# Material supplied
====
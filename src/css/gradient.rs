use regex::Regex;

use crate::error::Result;

/// An optionally vendor-prefixed gradient function name followed by its opening parenthesis.
const GRADIENT_PATTERN: &str = r"(?i)(-[a-z]+-)?(?:repeating-)?(?:linear|radial)-gradient\(";
/// `rgb(...)` or `rgba(...)` color literals. Hex and named colors are not extracted.
const RGB_COLOR_PATTERN: &str = r"(?i)rgba?\([^()]*\)";

/// Whether `value` contains a linear or radial gradient call, with or without a vendor prefix.
pub fn is_gradient(value: &str) -> bool {
    let value = value.to_ascii_lowercase();
    value.contains("linear-gradient(") || value.contains("radial-gradient(")
}

/// Scans `text` for gradient calls.
///
/// Returns whether any of them is vendor-prefixed, and the distinct `rgb()`/`rgba()` colors used
/// in their arguments, in order of first appearance.
pub fn process_gradient(text: &str) -> Result<(bool, Vec<String>)> {
    let gradient = Regex::new(GRADIENT_PATTERN)?;
    let rgb_color = Regex::new(RGB_COLOR_PATTERN)?;

    let mut has_vendor_prefix = false;
    let mut colors: Vec<String> = Vec::new();

    for captures in gradient.captures_iter(text) {
        let Some(call) = captures.get(0) else {
            continue;
        };
        has_vendor_prefix |= captures.get(1).is_some();

        let arguments = &text[call.end()..find_closing_parenthesis(text, call.end())];
        for color in rgb_color.find_iter(arguments) {
            if !colors.iter().any(|c| c == color.as_str()) {
                colors.push(color.as_str().to_string());
            }
        }
    }

    Ok((has_vendor_prefix, colors))
}

/// Returns the index of the `)` closing a call whose arguments start at `start`,
/// or the end of the text if it is never closed.
fn find_closing_parenthesis(text: &str, start: usize) -> usize {
    let mut depth = 1usize;
    for (i, b) in text.bytes().enumerate().skip(start) {
        match b {
            b'(' => depth += 1,
            b')' => {
                depth -= 1;
                if depth == 0 {
                    return i;
                }
            }
            _ => {}
        }
    }
    text.len()
}

#[cfg(test)]
mod tests {
    use super::*;
    use pretty_assertions::assert_eq;

    const INSANE_GRADIENT: &str = r#"
-moz-radial-gradient(0% 200%, ellipse cover, rgba(143, 193, 242, 0.22) 10%,rgba(240, 205, 247,0) 40%),
-webkit-radial-gradient(0% 200%, ellipse cover, rgba(143, 193, 242, 0.22) 10%,rgba(240, 205, 247,0) 40%),
-o-radial-gradient(0% 200%, ellipse cover, rgba(143, 193, 242, 0.22) 10%,rgba(240, 205, 247,0) 40%),
-ms-radial-gradient(0% 200%, ellipse cover, rgba(143, 193, 242, 0.22) 10%,rgba(240, 205, 247,0) 40%),
radial-gradient(0% 200%, ellipse cover, rgba(143, 193, 242, 0.22) 10%,rgba(240, 205, 247,0) 40%),
-moz-linear-gradient(top, rgba(169, 235, 206,.25) 0%, rgba(42,60,87,.4) 200%),
-ms-linear-gradient(-45deg, #46ABA6 0%, #092756 200%)',
linear-gradient(-45deg, #46ABA6 0%, #092756 200%)'
"#;

    #[test]
    fn is_gradient_for_plain_color() {
        assert!(!is_gradient("rgba(155, 155, 155, 0)"));
    }

    #[test]
    fn is_gradient_for_prefixed_gradients() {
        let value = "-moz-radial-gradient(0% 200%, ellipse cover, rgba(143, 193, 242, 0.22) 10%,rgba(240, 205, 247,0) 40%),-moz-linear-gradient(top, rgba(169, 235, 206,.25) 0%, rgba(42,60,87,.4) 200%), -moz-linear-gradient(-45deg, #46ABA6 0%, #092756 200%)";
        assert!(is_gradient(value));
        assert!(is_gradient("Linear-Gradient(to right, red, blue)"));
    }

    #[test]
    fn process_gradient_detects_vendor_prefix() {
        let (has_vendor_prefix, _) = process_gradient(INSANE_GRADIENT).unwrap();
        assert!(has_vendor_prefix);
    }

    #[test]
    fn process_gradient_returns_four_unique_colors() {
        let (_, colors) = process_gradient(INSANE_GRADIENT).unwrap();
        assert_eq!(
            colors,
            vec![
                "rgba(143, 193, 242, 0.22)",
                "rgba(240, 205, 247,0)",
                "rgba(169, 235, 206,.25)",
                "rgba(42,60,87,.4)",
            ]
        );
    }

    #[test]
    fn process_gradient_without_prefix() {
        let (has_vendor_prefix, colors) = process_gradient(
            "repeating-linear-gradient(45deg, rgb(0, 0, 0) 0 10px, rgb(255, 255, 255) 10px 20px)",
        )
        .unwrap();
        assert!(!has_vendor_prefix);
        assert_eq!(colors, vec!["rgb(0, 0, 0)", "rgb(255, 255, 255)"]);
    }

    #[test]
    fn process_gradient_ignores_colors_outside_gradients() {
        let (has_vendor_prefix, colors) =
            process_gradient("rgba(1, 2, 3, 0.5) linear-gradient(red, blue)").unwrap();
        assert!(!has_vendor_prefix);
        assert!(colors.is_empty());
    }
}
//! Summaries across the stylesheets of a project, as consumed by report generators.

use std::collections::BTreeMap;
use std::fmt;

use crate::css::{minify_code, Stylesheet};

/// Selectors used more than once across `sheets`, each mapped to the sorted names of the
/// stylesheets using it (one entry per use).
pub fn repeated_selectors(sheets: &[Stylesheet]) -> BTreeMap<String, Vec<String>> {
    let mut uses: BTreeMap<String, Vec<String>> = BTreeMap::new();
    for sheet in sheets {
        for selector in &sheet.selectors {
            uses.entry(selector.clone())
                .or_default()
                .push(sheet.name.clone());
        }
    }
    uses.retain(|_, names| names.len() > 1);
    for names in uses.values_mut() {
        names.sort();
    }
    uses
}

/// Declaration blocks written out more than once across `sheets`, keyed by their minified
/// text (`{...}`) and mapped to the names of the stylesheets holding them, in source order.
pub fn repeated_declaration_blocks(sheets: &[Stylesheet]) -> BTreeMap<String, Vec<String>> {
    let mut uses: BTreeMap<String, Vec<String>> = BTreeMap::new();
    for sheet in sheets {
        for ruleset in &sheet.rulesets {
            let block = format!("{{{}}}", minify_code(&ruleset.declaration_block.text));
            uses.entry(block).or_default().push(sheet.name.clone());
        }
    }
    uses.retain(|_, names| names.len() > 1);
    uses
}

/// The distinct values of every `font` and `font-family` declaration, in order of first use.
pub fn font_families(sheets: &[Stylesheet]) -> Vec<String> {
    let mut families: Vec<String> = Vec::new();
    let declarations = sheets
        .iter()
        .flat_map(|sheet| sheet.all_rulesets())
        .flat_map(|ruleset| ruleset.declaration_block.declarations.iter())
        .filter(|d| d.is_valid)
        .filter(|d| matches!(d.property.to_ascii_lowercase().as_str(), "font" | "font-family"));
    for declaration in declarations {
        if !families.contains(&declaration.value) {
            families.push(declaration.value.clone());
        }
    }
    families
}

/// Whether the page-wide colors are set: a `body` or `html` ruleset declaring both
/// `color` and `background-color`.
pub fn sets_page_colors(sheet: &Stylesheet) -> bool {
    sheet.color_rulesets().any(|ruleset| {
        ruleset
            .selectors()
            .any(|selector| matches!(selector, "body" | "html"))
            && ruleset.declaration_block.has_property("color")
            && ruleset.declaration_block.has_property("background-color")
    })
}

/// Project-wide findings over a set of stylesheets.
#[derive(Clone, Debug, PartialEq)]
pub struct Summary {
    pub repeated_selectors: BTreeMap<String, Vec<String>>,
    pub repeated_declaration_blocks: BTreeMap<String, Vec<String>>,
    pub font_families: Vec<String>,
    pub page_colors_set: bool,
}

impl Summary {
    pub fn new(sheets: &[Stylesheet]) -> Self {
        Self {
            repeated_selectors: repeated_selectors(sheets),
            repeated_declaration_blocks: repeated_declaration_blocks(sheets),
            font_families: font_families(sheets),
            page_colors_set: sheets.iter().any(sets_page_colors),
        }
    }
}

impl fmt::Display for Summary {
    fn fmt(&self, f: &mut fmt::Formatter) -> fmt::Result {
        writeln!(f, "summary")?;
        writeln!(f, "  repeated selectors: {}", self.repeated_selectors.len())?;
        for (selector, names) in &self.repeated_selectors {
            writeln!(f, "    {} ({})", selector, names.join(", "))?;
        }
        writeln!(
            f,
            "  repeated declaration blocks: {}",
            self.repeated_declaration_blocks.len()
        )?;
        for (block, names) in &self.repeated_declaration_blocks {
            writeln!(f, "    {} ({})", block, names.join(", "))?;
        }
        writeln!(f, "  font families: {}", self.font_families.join(" | "))?;
        write!(f, "  page colors set: {}", self.page_colors_set)
    }
}
use anyhow::Result;

use lema::config::LemaConfig;

/// Compare a topic between two `YYYY-MM` months.
pub fn compare(config: &LemaConfig, topic: &str, period1: &str, period2: &str) -> Result<()> {
    let engine = super::open_engine(config)?;

    match engine.compare_periods(topic, period1, period2) {
        Ok(outcome) => {
            println!("Comparación de '{topic}': {period1} vs {period2}\n");
            super::print_table(&outcome.data);
        }
        Err(e) => println!("{e}"),
    }

    Ok(())
}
====
# Try it
State how many lines in the material include the string "wide". Nothing other than the number is wanted.

# Task answer
2